__Try it__. How many lines in the entries below contain the word "schema"? Answer with the number and nothing else.

(Saved entries)
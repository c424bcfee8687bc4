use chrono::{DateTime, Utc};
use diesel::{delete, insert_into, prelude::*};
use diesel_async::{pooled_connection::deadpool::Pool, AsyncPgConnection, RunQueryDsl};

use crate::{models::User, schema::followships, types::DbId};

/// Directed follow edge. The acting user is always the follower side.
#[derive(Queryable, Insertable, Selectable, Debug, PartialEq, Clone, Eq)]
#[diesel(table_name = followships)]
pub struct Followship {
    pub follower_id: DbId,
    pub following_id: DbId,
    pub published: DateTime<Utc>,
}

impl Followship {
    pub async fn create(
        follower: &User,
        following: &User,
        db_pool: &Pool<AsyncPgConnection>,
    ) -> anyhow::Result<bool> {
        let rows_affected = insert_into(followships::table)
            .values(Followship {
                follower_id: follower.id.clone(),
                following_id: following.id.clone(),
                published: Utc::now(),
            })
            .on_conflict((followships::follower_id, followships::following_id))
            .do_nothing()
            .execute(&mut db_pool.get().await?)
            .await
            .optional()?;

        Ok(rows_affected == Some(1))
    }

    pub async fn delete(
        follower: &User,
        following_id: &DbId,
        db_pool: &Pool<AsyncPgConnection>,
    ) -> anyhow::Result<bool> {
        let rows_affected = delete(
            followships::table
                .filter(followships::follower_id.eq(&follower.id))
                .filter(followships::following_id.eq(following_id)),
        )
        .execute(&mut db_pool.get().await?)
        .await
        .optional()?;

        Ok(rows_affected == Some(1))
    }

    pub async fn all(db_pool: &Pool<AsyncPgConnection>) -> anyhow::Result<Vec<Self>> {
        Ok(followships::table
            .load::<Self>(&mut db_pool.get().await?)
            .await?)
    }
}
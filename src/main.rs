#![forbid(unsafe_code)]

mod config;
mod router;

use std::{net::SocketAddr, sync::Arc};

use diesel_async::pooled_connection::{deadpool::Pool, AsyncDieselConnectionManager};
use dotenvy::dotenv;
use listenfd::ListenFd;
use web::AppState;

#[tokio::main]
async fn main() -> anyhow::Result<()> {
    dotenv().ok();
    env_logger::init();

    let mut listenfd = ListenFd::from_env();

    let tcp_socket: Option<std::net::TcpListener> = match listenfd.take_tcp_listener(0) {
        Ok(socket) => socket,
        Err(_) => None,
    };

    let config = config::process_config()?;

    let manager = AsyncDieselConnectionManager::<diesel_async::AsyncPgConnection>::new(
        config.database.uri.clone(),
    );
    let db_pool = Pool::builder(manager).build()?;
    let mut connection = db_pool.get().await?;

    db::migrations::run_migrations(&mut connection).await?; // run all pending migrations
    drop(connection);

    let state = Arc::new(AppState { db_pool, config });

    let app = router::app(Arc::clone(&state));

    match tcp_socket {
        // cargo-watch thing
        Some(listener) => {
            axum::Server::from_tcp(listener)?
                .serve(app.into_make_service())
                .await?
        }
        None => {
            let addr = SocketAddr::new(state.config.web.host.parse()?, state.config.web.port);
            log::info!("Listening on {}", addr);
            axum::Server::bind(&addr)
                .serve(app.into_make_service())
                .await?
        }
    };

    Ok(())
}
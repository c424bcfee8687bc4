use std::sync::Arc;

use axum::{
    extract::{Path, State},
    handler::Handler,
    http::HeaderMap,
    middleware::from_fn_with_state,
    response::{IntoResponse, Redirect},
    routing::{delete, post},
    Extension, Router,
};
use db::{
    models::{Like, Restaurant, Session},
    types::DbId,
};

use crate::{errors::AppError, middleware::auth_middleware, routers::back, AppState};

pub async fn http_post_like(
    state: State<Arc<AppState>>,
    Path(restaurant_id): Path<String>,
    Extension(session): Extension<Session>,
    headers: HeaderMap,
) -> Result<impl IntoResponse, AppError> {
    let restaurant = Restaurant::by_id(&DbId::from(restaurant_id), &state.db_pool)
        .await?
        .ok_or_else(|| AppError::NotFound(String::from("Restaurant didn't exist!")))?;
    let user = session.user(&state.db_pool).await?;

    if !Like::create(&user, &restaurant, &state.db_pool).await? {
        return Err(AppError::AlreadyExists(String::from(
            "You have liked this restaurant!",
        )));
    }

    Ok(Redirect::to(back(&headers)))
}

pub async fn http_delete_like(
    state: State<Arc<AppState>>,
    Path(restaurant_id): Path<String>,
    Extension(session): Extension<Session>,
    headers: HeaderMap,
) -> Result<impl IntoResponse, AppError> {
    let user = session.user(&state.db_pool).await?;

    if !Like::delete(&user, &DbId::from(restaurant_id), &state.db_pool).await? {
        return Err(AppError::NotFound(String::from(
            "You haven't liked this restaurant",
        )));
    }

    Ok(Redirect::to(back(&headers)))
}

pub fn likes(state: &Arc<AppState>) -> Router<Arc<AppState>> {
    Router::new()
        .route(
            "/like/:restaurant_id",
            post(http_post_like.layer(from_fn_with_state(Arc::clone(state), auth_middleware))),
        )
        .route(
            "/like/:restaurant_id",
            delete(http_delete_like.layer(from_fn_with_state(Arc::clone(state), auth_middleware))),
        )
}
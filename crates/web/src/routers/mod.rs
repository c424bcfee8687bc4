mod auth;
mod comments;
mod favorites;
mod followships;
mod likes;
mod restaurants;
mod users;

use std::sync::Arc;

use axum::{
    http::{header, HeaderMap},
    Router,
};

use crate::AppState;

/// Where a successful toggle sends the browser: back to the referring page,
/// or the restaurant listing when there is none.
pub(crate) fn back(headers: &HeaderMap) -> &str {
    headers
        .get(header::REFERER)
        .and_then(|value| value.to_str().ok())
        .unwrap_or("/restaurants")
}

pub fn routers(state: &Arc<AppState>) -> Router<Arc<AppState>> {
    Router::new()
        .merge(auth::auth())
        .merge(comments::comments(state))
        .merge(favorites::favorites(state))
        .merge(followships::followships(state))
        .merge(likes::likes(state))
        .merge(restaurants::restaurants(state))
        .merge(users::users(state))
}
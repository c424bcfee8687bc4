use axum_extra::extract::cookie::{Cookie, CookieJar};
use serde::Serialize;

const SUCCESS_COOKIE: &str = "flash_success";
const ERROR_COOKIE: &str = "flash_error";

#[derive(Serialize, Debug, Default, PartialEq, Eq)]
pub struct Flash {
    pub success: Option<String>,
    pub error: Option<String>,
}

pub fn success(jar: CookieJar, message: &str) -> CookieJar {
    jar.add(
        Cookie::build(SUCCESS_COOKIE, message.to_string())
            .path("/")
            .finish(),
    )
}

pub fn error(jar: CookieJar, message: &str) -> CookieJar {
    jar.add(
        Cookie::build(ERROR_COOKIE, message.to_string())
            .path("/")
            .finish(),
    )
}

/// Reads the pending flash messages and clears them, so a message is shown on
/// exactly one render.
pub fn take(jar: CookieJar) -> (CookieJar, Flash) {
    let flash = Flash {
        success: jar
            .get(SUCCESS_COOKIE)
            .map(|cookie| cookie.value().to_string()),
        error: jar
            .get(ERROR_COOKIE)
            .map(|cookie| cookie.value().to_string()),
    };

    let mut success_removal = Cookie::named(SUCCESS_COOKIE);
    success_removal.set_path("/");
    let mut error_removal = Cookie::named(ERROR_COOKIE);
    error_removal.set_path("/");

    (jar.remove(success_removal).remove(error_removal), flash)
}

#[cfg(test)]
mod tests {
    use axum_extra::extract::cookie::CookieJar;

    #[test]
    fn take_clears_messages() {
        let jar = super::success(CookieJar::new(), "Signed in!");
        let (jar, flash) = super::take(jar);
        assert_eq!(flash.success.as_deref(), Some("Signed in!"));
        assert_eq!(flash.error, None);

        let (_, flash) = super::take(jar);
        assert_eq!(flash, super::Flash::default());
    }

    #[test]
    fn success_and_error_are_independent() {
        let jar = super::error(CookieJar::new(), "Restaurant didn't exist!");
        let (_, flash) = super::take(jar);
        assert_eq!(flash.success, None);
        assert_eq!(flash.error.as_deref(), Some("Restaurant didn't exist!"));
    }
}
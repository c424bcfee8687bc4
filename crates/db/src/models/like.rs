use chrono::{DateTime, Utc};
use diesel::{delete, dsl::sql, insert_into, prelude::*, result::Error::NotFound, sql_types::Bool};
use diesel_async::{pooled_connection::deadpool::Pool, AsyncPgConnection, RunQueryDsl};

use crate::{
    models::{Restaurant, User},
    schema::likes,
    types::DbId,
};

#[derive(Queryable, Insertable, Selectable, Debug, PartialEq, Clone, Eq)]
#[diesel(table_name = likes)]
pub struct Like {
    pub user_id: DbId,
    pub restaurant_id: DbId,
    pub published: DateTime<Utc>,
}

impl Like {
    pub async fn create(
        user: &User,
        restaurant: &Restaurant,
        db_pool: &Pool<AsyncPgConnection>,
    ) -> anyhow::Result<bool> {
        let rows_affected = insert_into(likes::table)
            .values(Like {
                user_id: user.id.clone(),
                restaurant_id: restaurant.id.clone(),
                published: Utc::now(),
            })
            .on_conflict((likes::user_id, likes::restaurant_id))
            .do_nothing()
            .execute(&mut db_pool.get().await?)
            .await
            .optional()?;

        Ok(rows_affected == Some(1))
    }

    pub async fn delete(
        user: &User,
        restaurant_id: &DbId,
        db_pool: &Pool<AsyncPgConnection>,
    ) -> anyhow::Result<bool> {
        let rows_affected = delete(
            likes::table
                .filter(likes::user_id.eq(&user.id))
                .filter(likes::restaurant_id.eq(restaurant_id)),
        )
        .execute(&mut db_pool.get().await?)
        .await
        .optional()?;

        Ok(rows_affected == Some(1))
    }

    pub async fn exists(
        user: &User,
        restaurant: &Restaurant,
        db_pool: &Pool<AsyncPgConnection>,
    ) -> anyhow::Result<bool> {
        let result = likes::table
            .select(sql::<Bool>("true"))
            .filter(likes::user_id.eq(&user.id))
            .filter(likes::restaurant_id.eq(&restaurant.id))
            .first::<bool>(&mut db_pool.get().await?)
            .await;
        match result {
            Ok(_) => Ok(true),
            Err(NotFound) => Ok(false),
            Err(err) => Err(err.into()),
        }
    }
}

* * *

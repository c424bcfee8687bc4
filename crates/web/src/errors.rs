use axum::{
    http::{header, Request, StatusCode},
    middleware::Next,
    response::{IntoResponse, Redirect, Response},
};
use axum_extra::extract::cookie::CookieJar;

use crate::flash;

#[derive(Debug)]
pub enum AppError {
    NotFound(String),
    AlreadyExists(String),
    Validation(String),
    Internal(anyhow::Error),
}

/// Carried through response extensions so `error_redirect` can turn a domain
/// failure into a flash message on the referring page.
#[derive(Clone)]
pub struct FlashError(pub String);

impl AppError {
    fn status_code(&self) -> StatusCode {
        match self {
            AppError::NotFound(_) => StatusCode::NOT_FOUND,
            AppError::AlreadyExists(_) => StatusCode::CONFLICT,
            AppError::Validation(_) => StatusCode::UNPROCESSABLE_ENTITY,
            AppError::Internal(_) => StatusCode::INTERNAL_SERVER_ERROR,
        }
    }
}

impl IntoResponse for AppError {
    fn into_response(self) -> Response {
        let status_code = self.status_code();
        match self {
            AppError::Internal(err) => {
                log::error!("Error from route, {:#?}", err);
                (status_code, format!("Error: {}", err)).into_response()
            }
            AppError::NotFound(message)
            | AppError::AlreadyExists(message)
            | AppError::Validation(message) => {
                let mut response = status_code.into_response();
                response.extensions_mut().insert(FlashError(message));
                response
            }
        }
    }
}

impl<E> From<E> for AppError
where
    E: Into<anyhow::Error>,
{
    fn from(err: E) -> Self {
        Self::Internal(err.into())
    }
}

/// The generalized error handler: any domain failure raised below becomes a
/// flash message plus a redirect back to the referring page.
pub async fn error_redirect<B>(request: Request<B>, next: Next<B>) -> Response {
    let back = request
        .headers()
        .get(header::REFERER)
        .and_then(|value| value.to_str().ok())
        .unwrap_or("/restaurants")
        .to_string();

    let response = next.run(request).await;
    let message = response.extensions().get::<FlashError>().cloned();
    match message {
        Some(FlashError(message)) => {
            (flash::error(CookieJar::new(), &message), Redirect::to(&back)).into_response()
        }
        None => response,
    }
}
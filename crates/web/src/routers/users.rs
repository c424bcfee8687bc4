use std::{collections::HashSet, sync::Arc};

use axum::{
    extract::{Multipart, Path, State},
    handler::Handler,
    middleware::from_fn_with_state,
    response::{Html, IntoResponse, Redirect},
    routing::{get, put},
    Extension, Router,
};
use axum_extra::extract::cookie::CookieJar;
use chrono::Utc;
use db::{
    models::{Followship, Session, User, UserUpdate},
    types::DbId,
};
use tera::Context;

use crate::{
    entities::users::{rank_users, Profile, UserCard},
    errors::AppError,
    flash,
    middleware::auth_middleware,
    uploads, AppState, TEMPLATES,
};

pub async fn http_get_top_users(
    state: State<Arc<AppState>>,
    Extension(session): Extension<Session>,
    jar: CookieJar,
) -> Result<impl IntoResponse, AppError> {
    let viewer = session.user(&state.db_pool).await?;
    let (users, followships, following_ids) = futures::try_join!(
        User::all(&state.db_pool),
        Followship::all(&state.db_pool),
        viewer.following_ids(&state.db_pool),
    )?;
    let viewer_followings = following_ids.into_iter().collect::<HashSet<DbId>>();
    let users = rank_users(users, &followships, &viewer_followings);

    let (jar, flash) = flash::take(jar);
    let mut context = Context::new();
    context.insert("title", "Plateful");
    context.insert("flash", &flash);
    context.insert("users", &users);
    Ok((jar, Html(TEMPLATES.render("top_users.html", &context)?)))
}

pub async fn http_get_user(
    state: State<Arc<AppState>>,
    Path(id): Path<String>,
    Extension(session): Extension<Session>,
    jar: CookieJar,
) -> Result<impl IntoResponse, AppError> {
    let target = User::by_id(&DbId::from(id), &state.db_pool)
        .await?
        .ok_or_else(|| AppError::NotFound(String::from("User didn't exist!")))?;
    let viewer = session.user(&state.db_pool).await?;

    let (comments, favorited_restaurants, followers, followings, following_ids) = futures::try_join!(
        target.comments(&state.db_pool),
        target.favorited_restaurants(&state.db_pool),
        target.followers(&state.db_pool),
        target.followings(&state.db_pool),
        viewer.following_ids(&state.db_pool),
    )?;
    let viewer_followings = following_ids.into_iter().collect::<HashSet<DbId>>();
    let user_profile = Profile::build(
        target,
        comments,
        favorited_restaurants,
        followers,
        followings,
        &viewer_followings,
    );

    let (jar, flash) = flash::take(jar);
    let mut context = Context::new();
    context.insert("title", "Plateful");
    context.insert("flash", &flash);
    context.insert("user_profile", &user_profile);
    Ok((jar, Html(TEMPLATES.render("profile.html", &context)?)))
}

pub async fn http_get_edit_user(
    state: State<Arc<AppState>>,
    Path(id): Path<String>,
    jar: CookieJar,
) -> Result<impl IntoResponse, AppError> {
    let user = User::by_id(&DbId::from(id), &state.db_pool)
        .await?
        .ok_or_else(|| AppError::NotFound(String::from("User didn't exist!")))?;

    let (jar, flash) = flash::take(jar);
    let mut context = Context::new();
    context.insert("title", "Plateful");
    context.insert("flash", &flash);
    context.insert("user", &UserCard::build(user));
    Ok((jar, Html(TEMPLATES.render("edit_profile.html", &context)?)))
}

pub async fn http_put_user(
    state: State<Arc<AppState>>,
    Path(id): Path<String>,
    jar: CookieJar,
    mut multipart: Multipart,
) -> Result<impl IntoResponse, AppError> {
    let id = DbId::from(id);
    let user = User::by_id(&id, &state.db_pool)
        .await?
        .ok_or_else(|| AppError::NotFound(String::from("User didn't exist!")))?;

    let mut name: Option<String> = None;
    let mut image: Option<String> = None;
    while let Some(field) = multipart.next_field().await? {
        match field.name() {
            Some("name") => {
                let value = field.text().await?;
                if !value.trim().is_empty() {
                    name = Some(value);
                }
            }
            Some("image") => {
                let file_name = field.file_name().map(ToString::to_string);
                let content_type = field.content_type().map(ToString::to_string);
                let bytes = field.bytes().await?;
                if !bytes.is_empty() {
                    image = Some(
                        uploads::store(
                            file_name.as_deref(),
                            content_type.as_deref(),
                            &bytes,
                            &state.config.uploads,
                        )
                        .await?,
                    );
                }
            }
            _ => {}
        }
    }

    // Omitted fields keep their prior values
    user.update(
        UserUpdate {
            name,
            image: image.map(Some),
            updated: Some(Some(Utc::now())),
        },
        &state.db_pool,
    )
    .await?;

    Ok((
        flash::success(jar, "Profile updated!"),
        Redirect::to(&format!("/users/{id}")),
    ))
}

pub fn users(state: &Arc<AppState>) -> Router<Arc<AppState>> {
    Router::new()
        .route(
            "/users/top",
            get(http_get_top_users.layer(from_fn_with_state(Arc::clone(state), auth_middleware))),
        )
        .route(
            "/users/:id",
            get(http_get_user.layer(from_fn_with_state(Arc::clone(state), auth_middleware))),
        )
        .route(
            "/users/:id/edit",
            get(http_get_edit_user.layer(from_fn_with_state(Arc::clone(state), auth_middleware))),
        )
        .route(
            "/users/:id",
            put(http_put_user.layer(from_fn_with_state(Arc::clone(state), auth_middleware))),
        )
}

__Written solution__. 2